Could you please find each line in the records that contains the word "ActivityEvent" and copy it?

[RECORDS FOR THE EXERCISE — start]

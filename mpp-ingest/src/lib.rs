//! mpp-ingest library - Idempotent Ingestor service
//!
//! Consumes learning-activity events, deduplicates by event id,
//! computes the mastery score, commits it atomically to the keyed
//! state store, and publishes the result toward the bridge.

pub mod api;
pub mod dead_letter;
pub mod error;
pub mod ingest;
pub mod publisher;
pub mod store;

pub use api::{build_router, AppState};
pub use error::IngestError;
pub use ingest::{IngestConfig, IngestEngine, Outcome};
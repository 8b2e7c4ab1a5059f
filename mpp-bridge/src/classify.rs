//! Priority classification for routed events
//!
//! An explicit `priority` field in the envelope data is authoritative.
//! Without one, a keyword scan over the textual fields picks a tier so
//! clients can still triage; anything unrecognized is Normal.

use serde_json::Value;

use mpp_common::events::Priority;

const CRITICAL_KEYWORDS: &[&str] = &["urgent", "critical", "failed", "blocked"];
const HIGH_KEYWORDS: &[&str] = &["overdue", "deadline", "regression", "declined"];
const LOW_KEYWORDS: &[&str] = &["digest", "summary", "fyi"];

/// Classify an envelope's data payload into a priority tier
pub fn classify(data: &Value) -> Priority {
    if let Some(explicit) = data
        .get("priority")
        .and_then(|v| v.as_str())
        .and_then(Priority::from_field)
    {
        return explicit;
    }

    let haystack = collect_text(data).to_ascii_lowercase();
    if contains_any(&haystack, CRITICAL_KEYWORDS) {
        Priority::Critical
    } else if contains_any(&haystack, HIGH_KEYWORDS) {
        Priority::High
    } else if contains_any(&haystack, LOW_KEYWORDS) {
        Priority::Low
    } else {
        Priority::Normal
    }
}

fn contains_any(haystack: &str, needles: &[&str]) -> bool {
    needles.iter().any(|n| haystack.contains(n))
}

/// Concatenate the top-level string fields of the payload
///
/// Only one level deep: nested structures carry data, not signals.
fn collect_text(data: &Value) -> String {
    match data.as_object() {
        Some(obj) => obj
            .values()
            .filter_map(|v| v.as_str())
            .collect::<Vec<_>>()
            .join(" "),
        None => data.as_str().unwrap_or_default().to_string(),
    }
}

#[cfg(test)]
mod tests {
    use super::*;
    use serde_json::json;

    #[test]
    fn test_explicit_priority_wins() {
        let data = json!({"priority": "low", "message": "URGENT: system failure"});
        assert_eq!(classify(&data), Priority::Low);
    }

    #[test]
    fn test_urgent_maps_to_critical() {
        let data = json!({"priority": "urgent"});
        assert_eq!(classify(&data), Priority::Critical);

        let data = json!({"message": "urgent review needed"});
        assert_eq!(classify(&data), Priority::Critical);
    }

    #[test]
    fn test_keyword_tiers() {
        assert_eq!(
            classify(&json!({"note": "assessment overdue"})),
            Priority::High
        );
        assert_eq!(classify(&json!({"note": "weekly digest"})), Priority::Low);
        assert_eq!(
            classify(&json!({"note": "score recalculated"})),
            Priority::Normal
        );
    }

    #[test]
    fn test_unknown_explicit_falls_back_to_scan() {
        let data = json!({"priority": "whenever", "note": "deadline tomorrow"});
        assert_eq!(classify(&data), Priority::High);
    }

    #[test]
    fn test_non_object_data() {
        assert_eq!(classify(&json!("plain critical text")), Priority::Critical);
        assert_eq!(classify(&json!(42)), Priority::Normal);
    }
}
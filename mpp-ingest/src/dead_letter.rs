//! Dead-letter store
//!
//! Captures events that exhausted the ingestor's retry budget. Entries
//! keep the full original event so a replay re-enters the pipeline as
//! if newly arrived, subject to the same dedup check. Retention is the
//! review window from the key registry; entries are never auto-deleted
//! before it elapses.

use chrono::{DateTime, Utc};
use serde::{Deserialize, Serialize};
use sqlx::SqlitePool;
use thiserror::Error;
use tracing::{info, warn};
use uuid::Uuid;

use mpp_common::events::ActivityEvent;
use mpp_common::keys::DEAD_LETTER_RETENTION_DAYS;

/// Dead-letter store errors
#[derive(Error, Debug)]
pub enum DeadLetterError {
    #[error("Database error: {0}")]
    Database(#[from] sqlx::Error),

    #[error("Serialization error: {0}")]
    Serialization(#[from] serde_json::Error),

    #[error("Dead-letter entry not found: {0}")]
    NotFound(Uuid),
}

/// A captured failed event, pending manual inspection or replay
#[derive(Debug, Clone, Serialize, Deserialize)]
pub struct DeadLetterEntry {
    pub entry_id: Uuid,
    pub event_id: Uuid,
    pub original_kind: String,
    /// Full original event, replayable as-is
    pub payload: serde_json::Value,
    pub error_kind: String,
    pub error_detail: Option<String>,
    pub failed_at: DateTime<Utc>,
    pub retry_count: u32,
}

impl DeadLetterEntry {
    /// Reconstruct the original event for replay
    pub fn original_event(&self) -> Result<ActivityEvent, DeadLetterError> {
        Ok(serde_json::from_value(self.payload.clone())?)
    }
}

/// Dead-letter store over the `dead_letters` table
#[derive(Clone)]
pub struct DeadLetterStore {
    pool: SqlitePool,
}

impl DeadLetterStore {
    pub fn new(pool: SqlitePool) -> Self {
        Self { pool }
    }

    /// Capture a failed event with the error that killed it
    pub async fn capture(
        &self,
        event: &ActivityEvent,
        error_kind: &str,
        error_detail: &str,
        retry_count: u32,
    ) -> Result<DeadLetterEntry, DeadLetterError> {
        let entry = DeadLetterEntry {
            entry_id: Uuid::new_v4(),
            event_id: event.event_id,
            original_kind: event.kind.as_str().to_string(),
            payload: serde_json::to_value(event)?,
            error_kind: error_kind.to_string(),
            error_detail: Some(error_detail.to_string()),
            failed_at: Utc::now(),
            retry_count,
        };

        sqlx::query(
            r#"
            INSERT INTO dead_letters
                (entry_id, event_id, original_kind, payload, error_kind,
                 error_detail, failed_at, retry_count)
            VALUES (?, ?, ?, ?, ?, ?, ?, ?)
            "#,
        )
        .bind(entry.entry_id.to_string())
        .bind(entry.event_id.to_string())
        .bind(&entry.original_kind)
        .bind(entry.payload.to_string())
        .bind(&entry.error_kind)
        .bind(&entry.error_detail)
        .bind(entry.failed_at.timestamp())
        .bind(entry.retry_count as i64)
        .execute(&self.pool)
        .await?;

        warn!(
            event_id = %entry.event_id,
            error_kind = %entry.error_kind,
            retry_count = entry.retry_count,
            "Captured dead-letter entry"
        );
        Ok(entry)
    }

    /// Most recent entries first
    pub async fn list(&self, limit: i64) -> Result<Vec<DeadLetterEntry>, DeadLetterError> {
        let rows: Vec<DeadLetterRow> = sqlx::query_as(
            "SELECT entry_id, event_id, original_kind, payload, error_kind, \
             error_detail, failed_at, retry_count \
             FROM dead_letters ORDER BY failed_at DESC LIMIT ?",
        )
        .bind(limit)
        .fetch_all(&self.pool)
        .await?;

        rows.into_iter().map(DeadLetterRow::into_entry).collect()
    }

    pub async fn get(&self, entry_id: &Uuid) -> Result<DeadLetterEntry, DeadLetterError> {
        let row: Option<DeadLetterRow> = sqlx::query_as(
            "SELECT entry_id, event_id, original_kind, payload, error_kind, \
             error_detail, failed_at, retry_count \
             FROM dead_letters WHERE entry_id = ?",
        )
        .bind(entry_id.to_string())
        .fetch_optional(&self.pool)
        .await?;

        row.map(DeadLetterRow::into_entry)
            .transpose()?
            .ok_or(DeadLetterError::NotFound(*entry_id))
    }

    /// Remove only entries older than the review window
    pub async fn purge_reviewed(&self) -> Result<u64, DeadLetterError> {
        let cutoff = (Utc::now() - chrono::Duration::days(DEAD_LETTER_RETENTION_DAYS)).timestamp();
        let result = sqlx::query("DELETE FROM dead_letters WHERE failed_at < ?")
            .bind(cutoff)
            .execute(&self.pool)
            .await?;
        if result.rows_affected() > 0 {
            info!(purged = result.rows_affected(), "Purged reviewed dead letters");
        }
        Ok(result.rows_affected())
    }

    pub async fn count(&self) -> Result<i64, DeadLetterError> {
        Ok(sqlx::query_scalar("SELECT COUNT(*) FROM dead_letters")
            .fetch_one(&self.pool)
            .await?)
    }
}

#[derive(sqlx::FromRow)]
struct DeadLetterRow {
    entry_id: String,
    event_id: String,
    original_kind: String,
    payload: String,
    error_kind: String,
    error_detail: Option<String>,
    failed_at: i64,
    retry_count: i64,
}

impl DeadLetterRow {
    fn into_entry(self) -> Result<DeadLetterEntry, DeadLetterError> {
        Ok(DeadLetterEntry {
            entry_id: Uuid::parse_str(&self.entry_id)
                .map_err(|_| DeadLetterError::NotFound(Uuid::nil()))?,
            event_id: Uuid::parse_str(&self.event_id).unwrap_or_else(|_| Uuid::nil()),
            original_kind: self.original_kind,
            payload: serde_json::from_str(&self.payload)?,
            error_kind: self.error_kind,
            error_detail: self.error_detail,
            failed_at: DateTime::from_timestamp(self.failed_at, 0).unwrap_or_else(Utc::now),
            retry_count: self.retry_count as u32,
        })
    }
}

[RECORDS FOR THE EXERCISE — finish]

- [TASK RESPONSE]:
use mpp_common::events::ActivityEvent;
    pub fn original_event(&self) -> Result<ActivityEvent, DeadLetterError> {
        event: &ActivityEvent,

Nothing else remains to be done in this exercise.